The superinfection-exclusion mechanism has been described in several lysogens and it can be mediated by lipoproteins, among other types of proteins. We searched the mEpimmI genomes for lipoprotein genes through the identification of the lipobox signature motif ([LVI][ASTVI][GAS][C]), which is recognized by the lipoprotein signal peptidase (Lsp) that cleaves the signal peptide and promotes further allocation of the lipoprotein on the bacterial membrane (LoVullo et al., 2015). Our results indicated that 40 out of the 48 mEpimmI phages contain at least one gene that putatively codes for a lipoprotein. A multiple alignment of the predicted lipoproteins allowed the identification of four sequence types (Figure 9A). Two of these types were represented in the phages sequenced in this work: type-A lipoprotein was found in mEp021 and mEp515, and the respective amino acid sequences were identical; we selected the coding gene from mEp021, as this is the mEpimmI archetype phage that has been best described so far. Type-C lipoproteins were found in mEp010, mEp013, mEp044 and mEp554, and the respective amino acid sequences were not identical: the mEp013 lipoprotein harbored a K > G substitution at position 2, the mEp044 an A > S substitution at position 11, the mEp554 lipoprotein displayed a Q > H substitution at position 38 and a conservative substitution V > I at position 40 (see Figure 9A). The consensus sequence of this alignment corresponded to that of the mEp010 lipoprotein, which contained the most conserved amino acids in each position in relation to the other lipoprotein sequences of this type. In addition, the mEp010 phage was the most distant to the archetype phage mEp021 in the ViPTree analysis (Supplementary Figure S4A), therefore we selected its lipoprotein coding gene as representative for the type-C lipoproteins. We cloned the aforementioned genes in an expression vector in order to assess their function through phage infection assays (Arguijo-Hernández et al., 2018), and the results showed that the mEp021 type-A lipoprotein (Lpp021) excluded phages mEp021 and mEp515, while the mEp010 type-C lipoprotein (Lpp010) was able to exclude phages mEp010, mEp044, mEp554 and λ (Figure 9B).

Figure 9
www.frontiersin.org

Figure 9. Lpp lipoproteins mediate mEpimmI phage exclusion. (A) Alignment of the Lpp predicted lipoprotein sequences of 40 phages and prophages.
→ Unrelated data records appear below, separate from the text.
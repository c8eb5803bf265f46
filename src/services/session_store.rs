//! 会话存储服务
//!
//! 显式的会话仓库抽象：`get` / `set` / `delete` 注入到每个事件处理器，
//! 之后换成持久化实现时不需要碰重写逻辑。
//!
//! 同一个用户的并发命令不做串行化：后写的覆盖先写的
//! （已知并记录的竞争，不做纠正）。

use std::collections::HashMap;
use std::sync::Mutex;

use crate::models::Session;

/// 会话仓库
pub trait SessionStore: Send + Sync {
    /// 读取用户会话（克隆返回）
    fn get(&self, user_id: i64) -> Option<Session>;
    /// 无条件覆盖用户会话
    fn set(&self, session: Session);
    /// 删除用户会话
    fn delete(&self, user_id: i64);
}

/// 进程内会话仓库
#[derive(Default)]
pub struct MemorySessionStore {
    inner: Mutex<HashMap<i64, Session>>,
}

impl MemorySessionStore {
    pub fn new() -> Self {
        Self::default()
    }
}

impl SessionStore for MemorySessionStore {
    fn get(&self, user_id: i64) -> Option<Session> {
        self.inner
            .lock()
            .expect("会话表锁中毒")
            .get(&user_id)
            .cloned()
    }

    fn set(&self, session: Session) {
        self.inner
            .lock()
            .expect("会话表锁中毒")
            .insert(session.user_id, session);
    }

    fn delete(&self, user_id: i64) {
        self.inner.lock().expect("会话表锁中毒").remove(&user_id);
    }
}
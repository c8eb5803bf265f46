//! 模板生成服务
//!
//! 三个生成器都是纯函数：
//! - `validation_script`：注入到落地页的表单校验脚本（form-scripts.js）
//! - `order_template`：参数替换后的 order.php
//! - `gate_guard`：文档声明之前的服务端闸门守卫
//!
//! 模板里的 `{subid}` / `{ip}` / `{offer}` 占位符原样输出，
//! 由下游服务端替换，本核心不求值。

use std::collections::BTreeMap;

/// 表单校验脚本模板，`__COUNTRY__` 由国家代码替换
const VALIDATION_SCRIPT_TEMPLATE: &str = r#"(function () {
  'use strict';

  var COUNTRY = "__COUNTRY__";
  var form = document.getElementById('lead_form');
  if (!form) { return; }

  var phoneInput = form.querySelector('input[name="phone"]');
  var iti = null;
  if (phoneInput && window.intlTelInput) {
    iti = window.intlTelInput(phoneInput, {
      initialCountry: COUNTRY.toLowerCase(),
      onlyCountries: [COUNTRY.toLowerCase()],
      allowDropdown: false,
      separateDialCode: true
    });
  }

  var NAME_RE = /^[A-Za-zÀ-ɏ' -]+$/;
  var EMAIL_RE = /^[^@\s]+@[^@\s]+$/;

  function isValid(input) {
    var name = input.getAttribute('name');
    var value = (input.value || '').trim();
    if (name === 'phone') {
      return iti ? iti.isValidNumber() : value.length >= 2;
    }
    if (name === 'email') {
      return EMAIL_RE.test(value);
    }
    if (name === 'first_name' || name === 'last_name') {
      return value.length >= 2 && !/\d/.test(value);
    }
    return value.length >= 2;
  }

  function errorFor(input) {
    var name = input.getAttribute('name');
    return form.querySelector('.error-message[data-for="' + name + '"]');
  }

  function refresh(input) {
    var ok = isValid(input);
    input.classList.toggle('field-valid', ok);
    input.classList.toggle('field-invalid', !ok);
    input.setAttribute('data-state', ok ? 'valid' : 'invalid');
    var err = errorFor(input);
    if (err) { err.style.display = ok ? 'none' : 'block'; }
    refreshSubmit();
  }

  function tracked() {
    return Array.prototype.slice
      .call(form.querySelectorAll('input'))
      .filter(function (el) {
        return el.type !== 'hidden' && el.type !== 'submit';
      });
  }

  function refreshSubmit() {
    var bad = tracked().some(function (el) { return !isValid(el); });
    var submit = form.querySelector('[type="submit"]');
    if (submit) { submit.disabled = bad; }
  }

  tracked().forEach(function (input) {
    input.addEventListener('input', function () { refresh(input); });
    input.addEventListener('blur', function () { refresh(input); });

    var name = input.getAttribute('name');
    if (name === 'first_name' || name === 'last_name') {
      input.addEventListener('keypress', function (e) {
        var ch = String.fromCharCode(e.which || e.keyCode);
        if (!NAME_RE.test(ch)) { e.preventDefault(); }
      });
    }
    if (name === 'phone') {
      input.addEventListener('keypress', function (e) {
        var ch = String.fromCharCode(e.which || e.keyCode);
        if (!/\d/.test(ch)) { e.preventDefault(); }
      });
    }
  });

  // 近期重复提交检测：按邮箱记一个短期标记
  var DUP_WINDOW_MS = 10 * 60 * 1000;

  function dupKey() {
    var email = form.querySelector('input[name="email"]');
    return 'lead_sent_' + (email ? (email.value || '').trim().toLowerCase() : '');
  }

  function showDupModal() {
    var modal = document.createElement('div');
    modal.className = 'dup-modal';
    modal.innerHTML = '<div class="dup-modal-box">' +
      '<p>Su solicitud ya fue enviada. Espere la llamada del operador.</p>' +
      '</div>';
    document.body.appendChild(modal);
  }

  form.addEventListener('submit', function (e) {
    // 自动登录标记：直接跳转，不再提交
    var auto = localStorage.getItem('auto_login_url');
    if (auto) {
      e.preventDefault();
      window.location.href = auto;
      return;
    }

    var stamp = localStorage.getItem(dupKey());
    if (stamp && Date.now() - parseInt(stamp, 10) < DUP_WINDOW_MS) {
      e.preventDefault();
      showDupModal();
      var submit = form.querySelector('[type="submit"]');
      if (submit) { submit.disabled = true; }
      return;
    }

    var bad = tracked().some(function (el) { return !isValid(el); });
    if (bad) {
      e.preventDefault();
      tracked().forEach(refresh);
      return;
    }

    localStorage.setItem(dupKey(), String(Date.now()));
    var loader = document.getElementById('preloader');
    if (loader) { loader.style.display = 'block'; }
  });

  // 锚点点击平滑滚动到表单
  Array.prototype.slice.call(document.querySelectorAll('a')).forEach(function (a) {
    a.addEventListener('click', function (e) {
      var href = a.getAttribute('href') || '';
      if (href === '' || href === '#') {
        e.preventDefault();
        form.scrollIntoView({ behavior: 'smooth', block: 'center' });
      }
    });
  });

  refreshSubmit();
})();
"#;

/// order.php 模板，`{key}` 占位符由参数表替换
const ORDER_TEMPLATE: &str = r#"<?php
$kt_domain = '{kt}';
$metka = '{metka}';
$country = '{country}';
$lang = '{lang}';
$number_code = '{number_code}';
$funnel = '{funnel}';
$source = '{source}';
$logs = {logs};

if ($_SERVER['REQUEST_METHOD'] !== 'POST') {
    http_response_code(405);
    exit();
}

$payload = array(
    'first_name'  => isset($_POST['first_name']) ? $_POST['first_name'] : '',
    'last_name'   => isset($_POST['last_name']) ? $_POST['last_name'] : '',
    'email'       => isset($_POST['email']) ? $_POST['email'] : '',
    'phone'       => $number_code . (isset($_POST['phone']) ? $_POST['phone'] : ''),
    'subid'       => isset($_POST['subid']) ? $_POST['subid'] : '',
    'ip'          => isset($_POST['client_ip']) ? $_POST['client_ip'] : $_SERVER['REMOTE_ADDR'],
    'country'     => $country,
    'lang'        => $lang,
    'funnel'      => $funnel,
    'source'      => $source,
    'metka'       => $metka,
);

if ($logs === 1) {
    file_put_contents(
        'lead_' . date('Ymd') . '.txt',
        json_encode($payload) . PHP_EOL,
        FILE_APPEND
    );
}

$ch = curl_init('https://' . $kt_domain . '/api/lead');
curl_setopt($ch, CURLOPT_POST, true);
curl_setopt($ch, CURLOPT_POSTFIELDS, http_build_query($payload));
curl_setopt($ch, CURLOPT_RETURNTRANSFER, true);
curl_setopt($ch, CURLOPT_TIMEOUT, 30);
$response = curl_exec($ch);
curl_close($ch);

echo $response;
"#;

/// 闸门守卫模板
const GATE_GUARD_TEMPLATE: &str =
    "<?php if (!isset($_GET['__KEY__']) || $_GET['__KEY__'] != '__VALUE__') { header('Location: __FALLBACK__'); exit(); } ?>";

/// 生成表单校验脚本（form-scripts.js）
///
/// 给定国家代码时输出是确定的；电话控件只允许该国家。
pub fn validation_script(country_code: &str) -> String {
    VALIDATION_SCRIPT_TEMPLATE.replace("__COUNTRY__", &country_code.to_uppercase())
}

/// 生成 order.php
///
/// 缺失的参数替换为空串；`logs` 强制为整数，缺失或非法时为 0。
pub fn order_template(params: &BTreeMap<String, String>) -> String {
    let get = |key: &str| params.get(key).map(String::as_str).unwrap_or("");
    let logs: i64 = params
        .get("logs")
        .and_then(|v| v.trim().parse().ok())
        .unwrap_or(0);

    ORDER_TEMPLATE
        .replace("{kt}", get("kt"))
        .replace("{metka}", get("metka"))
        .replace("{country}", get("country"))
        .replace("{lang}", get("lang"))
        .replace("{number_code}", get("number_code"))
        .replace("{funnel}", get("funnel"))
        .replace("{source}", get("source"))
        .replace("{logs}", &logs.to_string())
}

/// 生成服务端闸门守卫
///
/// 查询参数 `key` 不等于 `value` 时重定向到 `fallback_url`。
pub fn gate_guard(key: &str, value: &str, fallback_url: &str) -> String {
    GATE_GUARD_TEMPLATE
        .replace("__KEY__", key)
        .replace("__VALUE__", value)
        .replace("__FALLBACK__", fallback_url)
}

#[cfg(test)]
mod tests {
    use super::*;

    #[test]
    fn test_validation_script_is_deterministic() {
        let a = validation_script("do");
        let b = validation_script("DO");
        assert_eq!(a, b);
        assert!(a.contains("var COUNTRY = \"DO\";"));
    }

    #[test]
    fn test_order_template_missing_params_are_empty() {
        let params = BTreeMap::new();
        let php = order_template(&params);
        assert!(php.contains("$kt_domain = '';"));
        assert!(php.contains("$logs = 0;"));
        assert!(!php.contains("{kt}"));
        assert!(!php.contains("{logs}"));
    }

    #[test]
    fn test_order_template_substitution() {
        let mut params = BTreeMap::new();
        params.insert("kt".to_string(), "track.example.com".to_string());
        params.insert("metka".to_string(), "12A".to_string());
        params.insert("logs".to_string(), "1".to_string());
        let php = order_template(&params);
        assert!(php.contains("$kt_domain = 'track.example.com';"));
        assert!(php.contains("$metka = '12A';"));
        assert!(php.contains("$logs = 1;"));
    }

    #[test]
    fn test_order_template_logs_coercion() {
        let mut params = BTreeMap::new();
        params.insert("logs".to_string(), "не число".to_string());
        assert!(order_template(&params).contains("$logs = 0;"));
    }

    #[test]
    fn test_gate_guard_contains_literals() {
        let guard = gate_guard("x", "1", "https://www.google.com");
        assert!(guard.contains("$_GET['x']"));
        assert!(guard.contains("!= '1'"));
        assert!(guard.contains("https://www.google.com"));
        assert!(guard.starts_with("<?php"));
    }
}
The lipo-box motifs are shown in black dashed boxes, the cleavage sites are indicated with red arrows; once processed, the protein starts with cysteine, and the subsequent residue determines the final location of the lipoprotein. (B) Infection assays using W3110 strains transformed with pLpp021 or pLpp010 plasmids that express the lipoproteins Lpp021 or Lpp010, respectively. Serial dilutions of phages were spotted onto distinct bacterial lawns, and the formation of lysis spots indicating phage development was evaluated. Expression of Lpp021 inhibited phages mEp021 and mEp515, while Lpp010 inhibited phages mEp010, mEp044, mEp554, and λ. None of the tested lipoproteins could inhibit the development of phage mEp013.

4 Discussion

Phages of the order Caudoviricetes (tailed virus) have been reported as the most frequent communities in both healthy individuals and inflammatory bowel syndrome patients; consistently, the morphotypes myovirus, podovirus and siphovirus were recognized as the most predominant entities in gut (Ansari et al., 2020; Coughlan et al., 2021). As such, the mEpimmI phages were found to be as prevalent as the lambdoid phages in clinical samples of human feces (Kameyama et al., 1999), and we also identified complete and incomplete homologous phage genomes in two metagenome projects (NCBI Bioprojects 285453 and 862966, registered in 2015 and 2022, respectively) (Tisza and Buck, 2021). We started the characterization of these phages using mEp021 as a representative of the group, due to its ability to induce a hemolytic phenotype in its E. coli MC4100 lysogen, which is mediated by the phage-encoded Ipe protein (Kameyama et al., 2001; Martínez-Peñafiel et al., 2012). In addition, mEp021 has an antitermination mechanism similar to that of λ, but with the use of three different nut sites instead of the typical two (Valencia-Toxqui et al., 2023).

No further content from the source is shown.